AN: Yeah, I wrote another MacGyver rom-com. No-one will believe me now when I say I don't even like rom-coms…
The title comes from the Taylor Swift song, which is incidentally from the soundtrack of the film Valentine's Day, which was one of the inspirations for this fic (both follow multiple people/couples on Valentine's Day with intersecting storylines). The other inspirations were the Jack/Diane subplot of 2.15, Murdoc + Handcuffs, one of my theories regarding which way they might be going with Bozer/Leanna and Riley (the one that I'm hoping will happen, in all honesty!) and Mac and Jack's little conversation regarding how people in their line of work don't get fairytale endings.
FEBRUARY 13th 2018
8 PM
MACGYVER'S RESIDENCE
'Tiger-bear!'
Wilt Bozer, FBI forensic accountant extraordinaire and part-time filmmaker and kitchen wizard, snorted into his beer and pointed at his BFF's other BFF, Jack Dalton, Army vet, mechanic and owner of Dalton Auto Repair, as his BFF Angus MacGyver, former Army EOD, now a JPL engineer, mimed something that looked a bit like claws.

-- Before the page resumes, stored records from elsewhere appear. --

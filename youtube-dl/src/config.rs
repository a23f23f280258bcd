use std::collections::HashMap;
use std::path::{Path, PathBuf};

/// Executable name used when nothing else is configured.
pub const DEFAULT_EXECUTABLE: &str = "yt-dlp";

/// Environment variable overriding the executable path.
pub const ENV_EXECUTABLE: &str = "YOUTUBE_DL_PATH";

/// Environment variable holding a directory to put in front of the child's `PATH`.
pub const ENV_PATH_PREPEND: &str = "YOUTUBE_DL_PATH_PREPEND";

/// Process-level settings shared by every invocation of a [`YoutubeDl`](crate::YoutubeDl).
///
/// Set once, hand to the runner at construction; the runner never mutates it.
#[derive(Debug, Clone)]
pub struct Config {
    executable: PathBuf,
    env_vars: HashMap<String, String>
}

impl Default for Config {
    fn default() -> Self {
        Self::new()
    }
}

impl Config {
    pub fn new() -> Self {
        Self {
            executable: PathBuf::from(DEFAULT_EXECUTABLE),
            env_vars: HashMap::new()
        }
    }

    /// Defaults overlaid with `YOUTUBE_DL_PATH` and `YOUTUBE_DL_PATH_PREPEND`.
    pub fn from_env() -> Self {
        let mut config = Self::new();

        if let Ok(path) = std::env::var(ENV_EXECUTABLE)
            && !path.is_empty()
        {
            config.executable = PathBuf::from(path);
        }

        if let Ok(prepend) = std::env::var(ENV_PATH_PREPEND)
            && !prepend.is_empty()
        {
            config.env_vars.insert("PATH_PREPEND".to_string(), prepend);
        }

        config
    }

    pub fn executable(mut self, path: impl Into<PathBuf>) -> Self {
        self.executable = path.into();
        self
    }

    /// Extra variable for the child environment. The key `PATH_PREPEND` is
    /// special: its value is put in front of the inherited `PATH`.
    pub fn env(mut self, key: impl Into<String>, value: impl Into<String>) -> Self {
        self.env_vars.insert(key.into(), value.into());
        self
    }

    pub fn executable_path(&self) -> &Path {
        &self.executable
    }

    pub fn env_vars(&self) -> &HashMap<String, String> {
        &self.env_vars
    }
}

(Bozer wasn't sure, but if he was on Mac's team for this charades competition – he wasn't, he had teamed up with Riley Davis, Mac's JPL co-worker, though she was in software, while Mac was a hardware guy, while Riley's mom Diane, who also happened to be Jack's ex-girlfriend, was their 'independent adjudicator' – he would have guessed wolverine, the furry wild animal kind, not the Hugh Jackman kind. Or maybe a panther.)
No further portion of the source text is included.